Computational approaches to validating crystal structures based on geometry optimisations using dispersion-corrected density functional theory (DFT) have been described by van de Streek and Neumann; structures were deemed to be unproblematic if the root-mean-square deviation (RMSD) in non-H atomic positions was less than 0.25 Å.4 This metric was expressly chosen to avoid picking up differences in H atom positioning, e.g. due to differing orientations of methyl groups. Although the primary goal was to show that DFT could successfully reproduce experimental lattice parameters, three of the 225 non-disordered crystal structures, taken from a single issue of Acta Crystallographica Section E, were found to contain anomalous features that were ultimately linked to the positioning of hydrogen atoms and/or the modelling of disorder.4 This approach was used in follow-on work to validate crystal structures derived from powder X-ray diffraction (XRD) data. There, about 9% (19 out of 215) of structures were deemed to be questionable (using a slightly looser criterion of non-H RMSD > 0.35 Å), reflecting the generally greater potential for ambiguity in solving structures from powder diffraction data, and a higher problem rate in structures not published in International Union of Crystallography (IUCr) journals.5 DFT-based geometry optimisation has also been shown to be a valuable tool for refining the position of hydrogen atoms derived from XRD data, reducing the scatter on apparent bond lengths and bringing them in line with values from neutron diffraction studies.6
As illustrated below, however, such geometry optimisation starting from different initial structures is not guaranteed to converge to the same structure. Given the importance of correctly positioned hydrogen atoms for describing hydrogen bonding arrangements, independent experimental evidence from a technique that is sensitive to hydrogen atom positioning would be highly desirable. Nuclear magnetic resonance (NMR) spectroscopy is highly sensitive to the local environment about the nuclei studied (for example, effective anisotropic displacement parameters derived from NMR chemical shifts have been estimated to be consistently smaller than those associated with X-ray diffraction7,8). “NMR crystallography”9 is a rapidly developing field that has recently been recognised by the IUCr in the form of a commission on NMR crystallography.10 Having previously observed that 13C NMR spectra could discriminate between two alternative structures of terbutaline sulfate present in the CSD11 and how 13C and 1H NMR shifts could be used to validate one of two alternative structures of furosemide,12 we wished to determine how frequently alternative structures occurred in the CSD, and whether 1H and/or 13C chemical shifts could be used routinely to distinguish between such alternative solutions.

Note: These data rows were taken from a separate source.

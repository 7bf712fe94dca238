//! REST API module.
//!
//! Handlers only translate between HTTP and [`crate::service::JokeService`].

mod jokes;

pub use jokes::*;

use axum::extract::rejection::JsonRejection;
use axum::Json;

use crate::errors::AppError;

/// Response type that can be either success or error.
pub type ApiResult<T> = Result<T, AppError>;

/// Unwrap a JSON body, turning extractor rejections into the common error body.
pub fn json_body<T>(payload: Result<Json<T>, JsonRejection>) -> ApiResult<T> {
    payload
        .map(|Json(body)| body)
        .map_err(|rejection| AppError::BadRequest(rejection.body_text()))
}
//! Error handling module for the jokes backend.
//!
//! Provides the application error type with mapping to HTTP status codes and the
//! `{ error, details }` response body the front end expects.

use axum::{
    http::StatusCode,
    response::{IntoResponse, Response},
    Json,
};
use serde::{Deserialize, Serialize};

/// Application error type.
#[derive(Debug)]
pub enum AppError {
    /// Requested document does not exist
    NotFound(String),
    /// Missing or empty required field on create
    Validation(String),
    /// Malformed request
    BadRequest(String),
    /// The store rejected a write carrying a stale revision
    Conflict(String),
    /// The store could not be reached
    Unavailable(String),
    /// Any other failure reported by the document store
    Store(String),
    /// Internal server error
    Internal(String),
}

impl AppError {
    /// Get the HTTP status code for this error.
    pub fn status_code(&self) -> StatusCode {
        match self {
            AppError::NotFound(_) => StatusCode::NOT_FOUND,
            AppError::Validation(_) => StatusCode::BAD_REQUEST,
            AppError::BadRequest(_) => StatusCode::BAD_REQUEST,
            AppError::Conflict(_) => StatusCode::CONFLICT,
            AppError::Unavailable(_) => StatusCode::SERVICE_UNAVAILABLE,
            AppError::Store(_) => StatusCode::INTERNAL_SERVER_ERROR,
            AppError::Internal(_) => StatusCode::INTERNAL_SERVER_ERROR,
        }
    }

    /// Short, client-facing summary for the `error` field.
    pub fn summary(&self) -> &'static str {
        match self {
            AppError::NotFound(_) => "not found",
            AppError::Validation(_) => "validation failed",
            AppError::BadRequest(_) => "bad request",
            AppError::Conflict(_) => "document update conflict",
            AppError::Unavailable(_) => "document store unavailable",
            AppError::Store(_) => "document store error",
            AppError::Internal(_) => "internal error",
        }
    }

    /// Get the error message.
    pub fn message(&self) -> &str {
        match self {
            AppError::NotFound(msg)
            | AppError::Validation(msg)
            | AppError::BadRequest(msg)
            | AppError::Conflict(msg)
            | AppError::Unavailable(msg)
            | AppError::Store(msg)
            | AppError::Internal(msg) => msg,
        }
    }
}

impl std::fmt::Display for AppError {
    fn fmt(&self, f: &mut std::fmt::Formatter<'_>) -> std::fmt::Result {
        write!(f, "{}: {}", self.summary(), self.message())
    }
}

impl std::error::Error for AppError {}

impl From<reqwest::Error> for AppError {
    fn from(err: reqwest::Error) -> Self {
        tracing::error!("Document store request error: {:?}", err);
        if err.is_connect() || err.is_timeout() {
            AppError::Unavailable(format!("Document store unreachable: {}", err))
        } else {
            AppError::Store(format!("Document store request failed: {}", err))
        }
    }
}

impl From<sqlx::Error> for AppError {
    fn from(err: sqlx::Error) -> Self {
        tracing::error!("Database error: {:?}", err);
        AppError::Store(format!("Database error: {}", err))
    }
}

impl From<serde_json::Error> for AppError {
    fn from(err: serde_json::Error) -> Self {
        tracing::error!("JSON error: {:?}", err);
        AppError::Store(format!("Malformed document: {}", err))
    }
}

/// Error response body.
#[derive(Debug, Serialize, Deserialize)]
pub struct ErrorResponse {
    pub error: String,
    #[serde(skip_serializing_if = "Option::is_none")]
    pub details: Option<String>,
}

impl ErrorResponse {
    pub fn new(error: &AppError) -> Self {
        // Not-found carries no detail, matching what clients already handle.
        let details = match error {
            AppError::NotFound(_) => None,
            other => Some(other.message().to_string()),
        };

        Self {
            error: match error {
                AppError::NotFound(msg) => msg.clone(),
                other => other.summary().to_string(),
            },
            details,
        }
    }
}

impl IntoResponse for AppError {
    fn into_response(self) -> Response {
        let status = self.status_code();
        let body = ErrorResponse::new(&self);
        (status, Json(body)).into_response()
    }
}
//! CouchDB adapter over its HTTP API.

use async_trait::async_trait;
use percent_encoding::percent_decode_str;
use reqwest::{Client, RequestBuilder, Response, StatusCode, Url};
use serde::Deserialize;
use serde_json::Value;

use super::DocumentStore;
use crate::errors::AppError;
use crate::models::WriteResult;

/// Document store backed by a CouchDB database.
#[derive(Clone)]
pub struct CouchStore {
    client: Client,
    server: Url,
    db_name: String,
    username: Option<String>,
    password: Option<String>,
}

#[derive(Debug, Deserialize)]
struct AllDocs {
    #[serde(default)]
    rows: Vec<AllDocsRow>,
}

#[derive(Debug, Deserialize)]
struct AllDocsRow {
    #[serde(default)]
    doc: Option<Value>,
}

impl CouchStore {
    /// Build an adapter for `db_name` on the server at `url`.
    ///
    /// Credentials embedded in the URL are moved to basic auth.
    pub fn new(url: &str, db_name: &str) -> Result<Self, AppError> {
        let mut server = Url::parse(url)
            .map_err(|e| AppError::Internal(format!("Invalid CouchDB URL: {}", e)))?;

        let username = Some(decode_userinfo(server.username())?).filter(|u| !u.is_empty());
        let password = server.password().map(decode_userinfo).transpose()?;
        // Both setters only fail for URLs that cannot carry credentials at all.
        let _ = server.set_username("");
        let _ = server.set_password(None);

        Ok(Self {
            client: Client::new(),
            server,
            db_name: db_name.to_string(),
            username,
            password,
        })
    }

    #[cfg(test)]
    pub(crate) fn credentials(&self) -> (Option<&str>, Option<&str>) {
        (self.username.as_deref(), self.password.as_deref())
    }

    fn url(&self, segments: &[&str]) -> Result<Url, AppError> {
        let mut url = self.server.clone();
        url.path_segments_mut()
            .map_err(|_| AppError::Internal(format!("CouchDB URL cannot be a base: {}", self.server)))?
            .pop_if_empty()
            .extend(segments);
        Ok(url)
    }

    fn authed(&self, request: RequestBuilder) -> RequestBuilder {
        match &self.username {
            Some(user) => request.basic_auth(user, self.password.as_ref()),
            None => request,
        }
    }

    async fn all_dbs(&self) -> Result<Vec<String>, AppError> {
        let url = self.url(&["_all_dbs"])?;
        let response = self.authed(self.client.get(url)).send().await?;
        Ok(check(response).await?.json().await?)
    }
}

/// URL user info arrives percent-encoded; basic auth wants the raw text.
fn decode_userinfo(raw: &str) -> Result<String, AppError> {
    percent_decode_str(raw)
        .decode_utf8()
        .map(|s| s.into_owned())
        .map_err(|e| AppError::Internal(format!("Invalid CouchDB credentials: {}", e)))
}

async fn check(response: Response) -> Result<Response, AppError> {
    let status = response.status();
    if status.is_success() {
        return Ok(response);
    }

    let body = response.text().await.unwrap_or_default();
    Err(status_error(status, &body))
}

/// Map a CouchDB error status onto the application taxonomy.
fn status_error(status: StatusCode, body: &str) -> AppError {
    match status {
        StatusCode::CONFLICT => AppError::Conflict(format!("Document update conflict: {}", body)),
        StatusCode::NOT_FOUND => AppError::NotFound(format!("CouchDB: {}", body)),
        StatusCode::UNAUTHORIZED | StatusCode::FORBIDDEN => AppError::Unavailable(format!(
            "CouchDB rejected credentials ({}): {}",
            status, body
        )),
        _ => AppError::Store(format!("CouchDB returned {}: {}", status, body)),
    }
}

#[async_trait]
impl DocumentStore for CouchStore {
    async fn ping(&self) -> Result<(), AppError> {
        self.all_dbs().await.map(|_| ())
    }

    async fn ensure_database(&self) -> Result<(), AppError> {
        if self.all_dbs().await?.contains(&self.db_name) {
            return Ok(());
        }

        tracing::info!("Creating CouchDB database '{}'", self.db_name);
        let url = self.url(&[self.db_name.as_str()])?;
        let response = self.authed(self.client.put(url)).send().await?;

        // Another instance may have created it in the meantime.
        if response.status() == StatusCode::PRECONDITION_FAILED {
            return Ok(());
        }
        check(response).await.map(|_| ())
    }

    async fn get(&self, id: &str) -> Result<Option<Value>, AppError> {
        let url = self.url(&[self.db_name.as_str(), id])?;
        let response = self.authed(self.client.get(url)).send().await?;

        if response.status() == StatusCode::NOT_FOUND {
            return Ok(None);
        }
        Ok(Some(check(response).await?.json().await?))
    }

    async fn insert(&self, doc: Value) -> Result<WriteResult, AppError> {
        let request = match doc.get("_id").and_then(Value::as_str) {
            Some(id) => self.client.put(self.url(&[self.db_name.as_str(), id])?),
            None => self.client.post(self.url(&[self.db_name.as_str()])?),
        };

        let response = self.authed(request).json(&doc).send().await?;
        Ok(check(response).await?.json().await?)
    }

    async fn list(&self) -> Result<Vec<Value>, AppError> {
        let mut url = self.url(&[self.db_name.as_str(), "_all_docs"])?;
        url.query_pairs_mut().append_pair("include_docs", "true");

        let response = self.authed(self.client.get(url)).send().await?;
        let all: AllDocs = check(response).await?.json().await?;

        Ok(all.rows.into_iter().filter_map(|row| row.doc).collect())
    }
}
//! The document store seam.

use async_trait::async_trait;
use serde_json::Value;

use crate::errors::AppError;
use crate::models::WriteResult;

/// Minimal document database operations.
///
/// Documents are raw JSON objects carrying `_id` and `_rev`. Adapters pass them
/// through untouched; decoding into domain records happens in the repository.
#[async_trait]
pub trait DocumentStore: Send + Sync + 'static {
    /// Cheap reachability check.
    async fn ping(&self) -> Result<(), AppError>;

    /// Create the target collection if it does not exist yet.
    async fn ensure_database(&self) -> Result<(), AppError>;

    /// Fetch a document by id. `None` when it does not exist.
    async fn get(&self, id: &str) -> Result<Option<Value>, AppError>;

    /// Write a document.
    ///
    /// Without `_id` the store assigns one. With `_id` but no `_rev` the
    /// document is created under that id. With both it replaces the current
    /// revision; a stale `_rev` yields [`AppError::Conflict`].
    async fn insert(&self, doc: Value) -> Result<WriteResult, AppError>;

    /// Every document in store order, system documents included.
    async fn list(&self) -> Result<Vec<Value>, AppError>;
}
//! Jokes Backend
//!
//! REST backend for the joke catalog, persisted in a CouchDB-style document store.

mod api;
mod config;
mod db;
mod errors;
mod maintenance;
mod models;
mod service;

use std::sync::Arc;

use axum::{
    response::Redirect,
    routing::get,
    Json, Router,
};
use clap::{Parser, Subcommand};
use serde_json::{json, Value};
use tower::ServiceBuilder;
use tower_http::cors::{Any, CorsLayer};
use tower_http::trace::TraceLayer;
use tracing_subscriber::{layer::SubscriberExt, util::SubscriberInitExt, EnvFilter};

use config::Config;
use db::JokeRepository;
use service::JokeService;

/// Application state shared across all handlers.
#[derive(Clone)]
pub struct AppState {
    pub jokes: JokeService,
}

/// Joke catalog backend.
#[derive(Parser)]
#[command(name = "jokes-backend")]
#[command(about = "REST backend for the joke catalog", long_about = None)]
struct Cli {
    #[command(subcommand)]
    command: Option<Command>,
}

#[derive(Subcommand)]
enum Command {
    /// Serve the HTTP API (default).
    Serve,
    /// Insert the sample joke if it is missing.
    Seed,
    /// Convert legacy single-field jokes to setup/punchline documents.
    Migrate,
}

#[tokio::main]
async fn main() -> Result<(), Box<dyn std::error::Error>> {
    let cli = Cli::parse();

    // Load configuration
    let config = Config::from_env()?;

    // Initialize logging
    let env_filter =
        EnvFilter::try_from_default_env().unwrap_or_else(|_| EnvFilter::new(&config.log_level));

    tracing_subscriber::registry()
        .with(env_filter)
        .with(tracing_subscriber::fmt::layer())
        .init();

    tracing::info!("Store: {:?}, database '{}'", config.store, config.db_name);

    let store = match db::init_store(&config).await {
        Ok(store) => store,
        Err(e) => {
            tracing::error!("Failed to initialize document store: {}", e);
            return Err(e.into());
        }
    };

    match cli.command.unwrap_or(Command::Serve) {
        Command::Serve => {
            let repo = Arc::new(JokeRepository::new(store));
            let state = AppState {
                jokes: JokeService::new(repo),
            };

            let app = create_router(state);

            let listener = tokio::net::TcpListener::bind(&config.bind_addr).await?;
            tracing::info!("Server listening on {}", config.bind_addr);

            axum::serve(listener, app).await?;
        }
        Command::Seed => {
            let outcome = maintenance::seed_sample(store.as_ref()).await?;
            println!("Seed: {:?}", outcome);
        }
        Command::Migrate => {
            let report = maintenance::migrate_legacy(store.as_ref()).await?;
            println!(
                "Migration complete: {} converted, {} skipped, {} failed",
                report.converted, report.skipped, report.failed
            );
        }
    }

    Ok(())
}

/// Create the application router with all routes.
pub fn create_router(state: AppState) -> Router {
    // The browser front end calls the API cross-origin
    let cors = CorsLayer::new()
        .allow_origin(Any)
        .allow_methods(Any)
        .allow_headers(Any);

    Router::new()
        .route("/", get(|| async { Redirect::temporary("/health") }))
        .route("/health", get(health_check))
        .route("/jokes", get(api::list_jokes).post(api::create_joke))
        .route("/jokes/random", get(api::random_joke))
        .route("/jokes/{id}", get(api::get_joke).put(api::update_joke))
        .layer(
            ServiceBuilder::new()
                .layer(TraceLayer::new_for_http())
                .layer(cors),
        )
        .with_state(state)
}

/// Health check endpoint.
async fn health_check() -> Json<Value> {
    Json(json!({ "ok": true }))
}
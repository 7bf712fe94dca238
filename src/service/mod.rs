//! Business rules for jokes.
//!
//! Validates input, stamps creation time and turns repository results into the
//! signals the handlers map to status codes.

use std::sync::Arc;

use chrono::{SecondsFormat, Utc};

use crate::db::JokeRepository;
use crate::errors::AppError;
use crate::models::{CreateJokeRequest, Joke, NewJoke, UpdateJokeRequest, UpdateResult, WriteResult};

/// Joke operations exposed to the HTTP layer.
#[derive(Clone)]
pub struct JokeService {
    repo: Arc<JokeRepository>,
}

impl JokeService {
    pub fn new(repo: Arc<JokeRepository>) -> Self {
        Self { repo }
    }

    pub async fn list_jokes(&self) -> Result<Vec<Joke>, AppError> {
        self.repo.list_jokes().await
    }

    pub async fn get_joke(&self, id: &str) -> Result<Option<Joke>, AppError> {
        self.repo.get_joke(id).await
    }

    pub async fn random_joke(&self) -> Result<Option<Joke>, AppError> {
        self.repo.random_joke().await
    }

    /// Validate and store a new joke.
    ///
    /// Both `setup` and `punchline` must be non-empty. Trimming is left to the
    /// caller. `createdAt` defaults to now.
    pub async fn create_joke(&self, request: CreateJokeRequest) -> Result<WriteResult, AppError> {
        if request.setup.is_empty() || request.punchline.is_empty() {
            return Err(AppError::Validation(
                "Setup and punchline are required".to_string(),
            ));
        }

        let created_at = request
            .created_at
            .filter(|ts| !ts.is_empty())
            .unwrap_or_else(now_iso8601);

        let joke = NewJoke {
            setup: request.setup,
            punchline: request.punchline,
            created_at,
        };

        let result = self.repo.create_joke(&joke).await?;
        tracing::info!("Created joke {}", result.id);
        Ok(result)
    }

    /// Apply a partial update. Fields are not validated.
    pub async fn update_joke(
        &self,
        id: &str,
        changes: &UpdateJokeRequest,
    ) -> Result<UpdateResult, AppError> {
        let result = self.repo.update_joke(id, changes).await?;
        tracing::info!("Updated joke {} to revision {}", result.id, result.rev);
        Ok(result.into())
    }
}

fn now_iso8601() -> String {
    Utc::now().to_rfc3339_opts(SecondsFormat::Millis, true)
}
#![forbid(unsafe_code)]

//! Navigation sequencing and path reduction.
//!
//! Fragment navigation suspends at one fetch. A user can click again before
//! the first response lands, so each `navigate` call takes a token from the
//! [`NavSequencer`] and re-checks it when its fetch settles: only the latest
//! issued token may touch the DOM, history, or the tab list. Stale
//! completions are dropped wholesale.
//!
//! History entries and tab urls are path-only, so this module also reduces
//! an anchor's resolved href to its path.

/// Token identifying one `navigate` call.
#[derive(Debug, Clone, Copy, PartialEq, Eq)]
pub struct NavToken(u64);

/// Issues monotonically increasing [`NavToken`]s; the newest one wins.
#[derive(Debug, Default)]
pub struct NavSequencer {
    latest: u64,
}

impl NavSequencer {
    #[must_use]
    pub fn new() -> Self {
        Self::default()
    }

    /// Start a navigation: the returned token supersedes all earlier ones.
    pub fn issue(&mut self) -> NavToken {
        self.latest = self.latest.wrapping_add(1);
        NavToken(self.latest)
    }

    /// Whether `token` is still the latest issued.
    #[must_use]
    pub fn is_current(&self, token: NavToken) -> bool {
        token.0 == self.latest
    }
}

/// Reduce an href to its path-only form.
///
/// Accepts either an absolute same-origin url (origin prefix stripped) or an
/// already-relative path. Query and fragment are cut; an empty result maps
/// to `/`.
#[must_use]
pub fn path_of(href: &str, page_origin: &str) -> String {
    let relative = href.strip_prefix(page_origin).unwrap_or(href);
    let before_query = relative.split('?').next().unwrap_or(relative);
    let path = before_query.split('#').next().unwrap_or(before_query);
    if path.is_empty() {
        "/".to_string()
    } else {
        path.to_string()
    }
}

// ---------------------------------------------------------------------------
// Tests
// ---------------------------------------------------------------------------
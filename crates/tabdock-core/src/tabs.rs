#![forbid(unsafe_code)]

//! The open-tab list and its close semantics.
//!
//! A tab is a `(title, url)` pair where the url is path-only. The list is
//! ordered by first open, unique by url, and lives in per-session browser
//! storage between operations — there is no long-lived in-memory copy, so
//! every operation here is a pure transition on a freshly decoded list.
//!
//! # Design
//!
//! Closing is the only operation with a non-local outcome: closing the tab
//! for the page currently on screen has to send the user somewhere. That
//! decision is returned as a [`CloseOutcome`] instead of being performed
//! here, so the frontend applies it (navigate or just re-render) and the
//! rule stays natively testable.

use serde::{Deserialize, Serialize};

/// One open logical view: display title plus path-only url.
#[derive(Debug, Clone, PartialEq, Eq, Serialize, Deserialize)]
pub struct Tab {
    pub title: String,
    pub url: String,
}

impl Tab {
    #[must_use]
    pub fn new(title: impl Into<String>, url: impl Into<String>) -> Self {
        Self {
            title: title.into(),
            url: url.into(),
        }
    }
}

/// What the frontend must do after a close.
#[derive(Debug, Clone, PartialEq, Eq)]
pub enum CloseOutcome {
    /// The current page's tab was closed and another tab remains: navigate
    /// to the most recently opened survivor.
    NavigateTo(String),
    /// Re-render the strip; the content on screen stays as-is.
    RenderOnly,
}

/// Ordered, unique-by-url list of open tabs.
///
/// Serializes as a bare JSON array, matching the persisted session-storage
/// format.
#[derive(Debug, Clone, Default, PartialEq, Eq, Serialize, Deserialize)]
#[serde(transparent)]
pub struct TabList {
    tabs: Vec<Tab>,
}

impl TabList {
    #[must_use]
    pub fn new() -> Self {
        Self::default()
    }

    /// Register a view as open. Appends iff no entry has `url`; re-opening
    /// an existing url is a no-op that preserves the entry's position and
    /// title. Returns whether the list changed.
    pub fn open(&mut self, title: &str, url: &str) -> bool {
        if self.contains_url(url) {
            return false;
        }
        self.tabs.push(Tab::new(title, url));
        true
    }

    /// Close the tab for `url` and decide the follow-up.
    ///
    /// Removing a url that is not in the list is a no-op removal but still
    /// yields an outcome, so a stale strip can be re-rendered safely.
    pub fn close(&mut self, url: &str, current_path: &str) -> CloseOutcome {
        self.tabs.retain(|t| t.url != url);
        if url != current_path {
            return CloseOutcome::RenderOnly;
        }
        match self.tabs.last() {
            Some(next) => CloseOutcome::NavigateTo(next.url.clone()),
            None => CloseOutcome::RenderOnly,
        }
    }

    /// Close everything. The page on screen keeps its content; only the
    /// strip empties.
    pub fn close_all(&mut self) {
        self.tabs.clear();
    }

    /// Collapse the list to a single entry for the page on screen.
    pub fn close_others(&mut self, title: &str, current_path: &str) {
        self.tabs = vec![Tab::new(title, current_path)];
    }

    #[must_use]
    pub fn contains_url(&self, url: &str) -> bool {
        self.tabs.iter().any(|t| t.url == url)
    }

    /// Most recently opened tab, if any.
    #[must_use]
    pub fn last(&self) -> Option<&Tab> {
        self.tabs.last()
    }

    pub fn iter(&self) -> impl Iterator<Item = &Tab> {
        self.tabs.iter()
    }

    #[must_use]
    pub fn len(&self) -> usize {
        self.tabs.len()
    }

    #[must_use]
    pub fn is_empty(&self) -> bool {
        self.tabs.is_empty()
    }
}

impl<'a> IntoIterator for &'a TabList {
    type Item = &'a Tab;
    type IntoIter = std::slice::Iter<'a, Tab>;

    fn into_iter(self) -> Self::IntoIter {
        self.tabs.iter()
    }
}

// ---------------------------------------------------------------------------
// Tests
// ---------------------------------------------------------------------------

#[cfg(test)]
mod tests {
    use super::*;

    fn list(entries: &[(&str, &str)]) -> TabList {
        let mut tabs = TabList::new();
        for (title, url) in entries {
            tabs.open(title, url);
        }
        tabs
    }

    // -- open --

    #[test]
    fn open_appends_in_order() {
        let tabs = list(&[("A", "/a"), ("B", "/b"), ("C", "/c")]);
        let urls: Vec<&str> = tabs.iter().map(|t| t.url.as_str()).collect();
        assert_eq!(urls, ["/a", "/b", "/c"]);
    }

    #[test]
    fn open_duplicate_url_is_a_noop() {
        let mut tabs = list(&[("A", "/a"), ("B", "/b")]);
        assert!(!tabs.open("A renamed", "/a"));
        assert_eq!(tabs.len(), 2);
        // Position and title both survive.
        let first = tabs.iter().next().unwrap();
        assert_eq!(first.title, "A");
        assert_eq!(first.url, "/a");
    }

    // -- close --

    #[test]
    fn close_only_entry_empties_without_navigation() {
        let mut tabs = list(&[("A", "/a")]);
        let outcome = tabs.close("/a", "/a");
        assert_eq!(outcome, CloseOutcome::RenderOnly);
        assert!(tabs.is_empty());
    }

    #[test]
    fn close_current_falls_back_to_last_remaining() {
        let mut tabs = list(&[("A", "/a"), ("B", "/b")]);
        let outcome = tabs.close("/b", "/b");
        assert_eq!(outcome, CloseOutcome::NavigateTo("/a".into()));
        assert_eq!(tabs.len(), 1);
    }

    #[test]
    fn close_current_prefers_most_recently_opened() {
        let mut tabs = list(&[("A", "/a"), ("B", "/b"), ("C", "/c")]);
        let outcome = tabs.close("/b", "/b");
        assert_eq!(outcome, CloseOutcome::NavigateTo("/c".into()));
    }

    #[test]
    fn close_background_tab_only_rerenders() {
        let mut tabs = list(&[("A", "/a"), ("B", "/b")]);
        let outcome = tabs.close("/a", "/b");
        assert_eq!(outcome, CloseOutcome::RenderOnly);
        assert!(!tabs.contains_url("/a"));
        assert!(tabs.contains_url("/b"));
    }

    #[test]
    fn close_unknown_url_is_noop_removal() {
        let mut tabs = list(&[("A", "/a")]);
        let outcome = tabs.close("/zzz", "/a");
        assert_eq!(outcome, CloseOutcome::RenderOnly);
        assert_eq!(tabs.len(), 1);
    }

    // -- bulk actions --

    #[test]
    fn close_all_clears() {
        let mut tabs = list(&[("A", "/a"), ("B", "/b")]);
        tabs.close_all();
        assert!(tabs.is_empty());
    }

    #[test]
    fn close_others_collapses_to_current() {
        let mut tabs = list(&[("A", "/a"), ("B", "/b"), ("C", "/c")]);
        tabs.close_others("B", "/b");
        assert_eq!(tabs.len(), 1);
        assert_eq!(tabs.last().unwrap(), &Tab::new("B", "/b"));
    }

    #[test]
    fn close_others_registers_current_even_if_untracked() {
        let mut tabs = list(&[("A", "/a")]);
        tabs.close_others("Untracked", "/u");
        assert_eq!(tabs.len(), 1);
        assert!(tabs.contains_url("/u"));
    }
}
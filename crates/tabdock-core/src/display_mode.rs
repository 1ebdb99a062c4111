#![forbid(unsafe_code)]

//! Light/dark display mode.
//!
//! The mode lives in three places that must agree: the document root's
//! `data-layout-mode` attribute (styling), a durable storage key (reload
//! persistence), and a same-named cookie (so the server can render the right
//! mode on a full page load). This module owns the value and its string
//! forms; the frontend owns the writes.

/// The document-wide presentation preference.
#[derive(Debug, Clone, Copy, PartialEq, Eq, Default)]
pub enum DisplayMode {
    /// Default when nothing is stored and the root attribute is unset.
    #[default]
    Light,
    Dark,
}

impl DisplayMode {
    /// The literal persisted in storage, the cookie, and the root attribute.
    #[must_use]
    pub const fn as_str(self) -> &'static str {
        match self {
            Self::Light => "light",
            Self::Dark => "dark",
        }
    }

    /// Parse a stored or attribute value. Unknown strings return `None` so
    /// callers can fall through to whatever the server rendered.
    #[must_use]
    pub fn parse(value: &str) -> Option<Self> {
        match value {
            "light" => Some(Self::Light),
            "dark" => Some(Self::Dark),
            _ => None,
        }
    }

    /// Interpret the document root attribute: only an explicit `"dark"`
    /// counts as dark, anything else (including unset) is light.
    #[must_use]
    pub fn from_attr(attr: Option<&str>) -> Self {
        match attr {
            Some("dark") => Self::Dark,
            _ => Self::Light,
        }
    }

    /// The complement, as computed by the toggle control.
    #[must_use]
    pub const fn toggled(self) -> Self {
        match self {
            Self::Light => Self::Dark,
            Self::Dark => Self::Light,
        }
    }
}

// ---------------------------------------------------------------------------
// Tests
// ---------------------------------------------------------------------------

We present here results from a comprehensive search of the CSD for alternative structure determinations of organic systems. Structure pairs with potentially significant local differences (at least one atomic displacement >0.25 Å) were geometry optimised using dispersion-corrected projector augmented-wave (PAW) DFT calculations. Where these optimisations failed to resolve the differences, 1H and 13C magnetic shielding values were calculated, and the likelihood that solid-state NMR experiments would discriminate between the alternative solutions was assessed. The largest fraction of the unresolved structural differences (other than methyl group orientation differences) were found to be associated with hydroxyl group orientations, making them well-suited to distinction via solid-state NMR experiments.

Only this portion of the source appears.